== YOUR GOAL ==
Look for "index" in each line of the records, and copy the lines that have it.
+++ EXERCISE INPUTS
//! Property-based tests for the state machine
//!
//! These tests verify key invariants hold across all possible inputs.

use super::testing::*;
use super::*;
use crate::dialog::{Flow, Question};
use proptest::prelude::*;
use std::collections::BTreeMap;

// ============================================================================
// Arbitrary Generators
// ============================================================================

fn arb_question(id: String) -> impl Strategy<Value = Question> {
    prop_oneof![
        "[a-zA-Z ?]{1,20}".prop_map({
            let id = id.clone();
            move |prompt| Question::text(id.clone(), prompt)
        }),
        ("[a-zA-Z ?]{1,20}", proptest::collection::vec("[A-Za-z]{1,8}", 1..5)).prop_map(
            move |(prompt, options)| Question::multiple_choice(id.clone(), prompt, options)
        ),
    ]
}

/// Flows with unique ids `q0`, `q1`, ...
fn arb_flow() -> impl Strategy<Value = Flow> {
    (0usize..6)
        .prop_flat_map(|len| (0..len).map(|i| arb_question(format!("q{i}"))).collect::<Vec<_>>())
        .prop_map(|questions| Flow::new(questions).expect("generated ids are unique"))
}

/// A reply `question` will accept
fn valid_answer(question: &Question, seed: &str) -> String {
    match question {
        Question::Text { .. } => format!("answer {seed}"),
        Question::MultipleChoice { options, .. } => options[seed.len() % options.len()].clone(),
    }
}

/// Drive `flow` through its first `steps` questions with valid answers
fn progress_after(engine: &DialogEngine, steps: usize) -> Progress {
    let mut progress = engine.initial_state();
    for question in engine.flow().questions().iter().take(steps) {
        let answer = valid_answer(question, question.id());
        progress = engine.on_action(&Action::answer(question.id(), answer), &progress);
    }
    progress
}

fn arb_flow_and_progress() -> impl Strategy<Value = (Flow, usize)> {
    arb_flow().prop_flat_map(|flow| {
        let len = flow.len();
        (Just(flow), 0..=len)
    })
}

fn arb_action() -> impl Strategy<Value = Action> {
    let id = prop_oneof![Just("q0".to_string()), Just("q1".to_string()), "[a-z0-9]{1,4}"];
    let text = "[ A-Za-z/]{0,16}";
    prop_oneof![
        (id.clone(), text).prop_map(|(id, text)| Action::answer(id, text)),
        text.prop_map(Action::change_context),
        (id, text, text).prop_map(|(id, text, data)| Action::answer_and_change_context(id, text, data)),
    ]
}

// ============================================================================
// Property Tests
// ============================================================================

proptest! {
    #![proptest_config(ProptestConfig::with_cases(500))]

    // Invariant 1: N valid in-order answers complete the dialog
    #[test]
    fn prop_valid_answers_complete(flow in arb_flow()) {
        let engine = DialogEngine::new(flow);
        let progress = progress_after(&engine, engine.flow().len());
        prop_assert_eq!(progress.position, engine.flow().len());
        prop_assert!(engine.render(&standard_user(), &progress).is_completed());
        prop_assert_eq!(progress.answers.len(), engine.flow().len());
    }

    // Invariant 2: an action either advances by exactly one or changes nothing
    #[test]
    fn prop_action_advances_or_is_noop(
        (flow, steps) in arb_flow_and_progress(),
        action in arb_action()
    ) {
        let engine = DialogEngine::new(flow);
        let before = progress_after(&engine, steps);
        let after = engine.on_action(&action, &before);

        if after == before {
            prop_assert!(engine.try_action(&action, &before).map_or(true, |p| p == before));
        } else {
            prop_assert_eq!(after.position, before.position + 1);
            prop_assert!(after.is_consistent_with(engine.flow()));
            let question = &engine.flow().questions()[before.position];
            let targets_current = matches!(
                &action,
                Action::Answer { question_id, .. } | Action::AnswerAndChangeContext { question_id, .. }
                    if question_id == question.id()
            );
            prop_assert!(targets_current, "only an answer to the current question advances");
        }
    }

    // Invariant 3: answers for any question other than the current one are ignored
    #[test]
    fn prop_mismatched_question_is_noop(
        (flow, steps) in arb_flow_and_progress(),
        text in "[A-Za-z]{1,8}"
    ) {
        let engine = DialogEngine::new(flow);
        let before = progress_after(&engine, steps);
        for (index, question) in engine.flow().questions().iter().enumerate() {
            if index != before.position {
                let action = Action::answer(question.id(), text.clone());
                prop_assert_eq!(engine.on_action(&action, &before), before.clone());
            }
        }
    }

    // Invariant 4: rejected answers are idempotent
    #[test]
    fn prop_invalid_answer_is_idempotent((flow, steps) in arb_flow_and_progress()) {
        let engine = DialogEngine::new(flow);
        let before = progress_after(&engine, steps);
        if let Some(question) = engine.flow().question(before.position) {
            let invalid = match question {
                Question::Text { .. } => "   ".to_string(),
                Question::MultipleChoice { options, .. } => format!("{}!", options.concat()),
            };
            let action = Action::answer(question.id(), invalid);
            let once = engine.on_action(&action, &before);
            let twice = engine.on_action(&action, &before);
            prop_assert_eq!(&once, &before);
            prop_assert_eq!(&twice, &before);
        }
    }

    // Invariant 5: snapshots round-trip for reachable progress
    #[test]
    fn prop_snapshot_round_trip((flow, steps) in arb_flow_and_progress()) {
        let engine = DialogEngine::new(flow);
        let progress = progress_after(&engine, steps);
        let bytes = engine.snapshot_state(&progress);
        prop_assert_eq!(engine.restore_state(&bytes), progress);
    }

    // Invariant 6: garbage never fails to restore
    #[test]
    fn prop_garbage_restores_initial(
        flow in arb_flow(),
        bytes in proptest::collection::vec(any::<u8>(), 0..64)
    ) {
        let engine = DialogEngine::new(flow);
        let restored = engine.restore_state(&bytes);
        // Random bytes can only decode if they happen to spell a valid record
        prop_assert!(restored.is_consistent_with(engine.flow()));
        if serde_json::from_slice::<serde_json::Value>(&bytes).is_err() {
            prop_assert_eq!(restored, engine.initial_state());
        }
    }

    // Invariant 7: context changes never move progress
    #[test]
    fn prop_context_change_never_moves(
        (flow, steps) in arb_flow_and_progress(),
        data in "[ a-z_]{0,16}"
    ) {
        let engine = DialogEngine::new(flow);
        let before = progress_after(&engine, steps);
        let (after, intention) = engine.on_response(&format!("/context {data}"), &before);
        prop_assert_eq!(after, before);
        prop_assert_eq!(intention, Intention::ChangeContext { data: data.trim().to_string() });
    }

    // Invariant 8: plain text with no command prefix parses to itself, trimmed
    #[test]
    fn prop_plain_text_is_answer(text in "[A-Za-z0-9 ,.!?]{0,40}") {
        let intention = IntentionDetector.parse_intention(&text);
        prop_assert_eq!(intention, Intention::Answer { text: text.trim().to_string() });
    }

    // Invariant 9: render echoes the context it was given while in progress
    #[test]
    fn prop_render_passes_context_through(
        (flow, steps) in arb_flow_and_progress(),
        key in "[a-z]{1,6}",
        value in "[a-z]{0,6}"
    ) {
        let engine = DialogEngine::new(flow);
        let progress = progress_after(&engine, steps);
        let context = standard_user().with_data(key, value);
        match engine.render(&context, &progress) {
            Rendering::QuestionPrompt { question, context: rendered } => {
                prop_assert_eq!(rendered, context);
                prop_assert_eq!(&question, &engine.flow().questions()[progress.position]);
            }
            Rendering::Completed { answers } => {
                prop_assert_eq!(progress.position, engine.flow().len());
                prop_assert_eq!(answers, progress.answers);
            }
        }
    }
}

#[test]
fn test_restore_rejects_answers_beyond_position() {
    let engine = DialogEngine::new(onboarding_flow());
    let mut answers = BTreeMap::new();
    answers.insert("name".to_string(), "John".to_string());
    let forged = Progress { position: 0, answers };
    let bytes = serde_json::to_vec(&forged).unwrap();
    assert_eq!(engine.restore_state(&bytes), engine.initial_state());
}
++++++
== RESULT ==
        for (index, question) in engine.flow().questions().iter().enumerate() {
            if index != before.position {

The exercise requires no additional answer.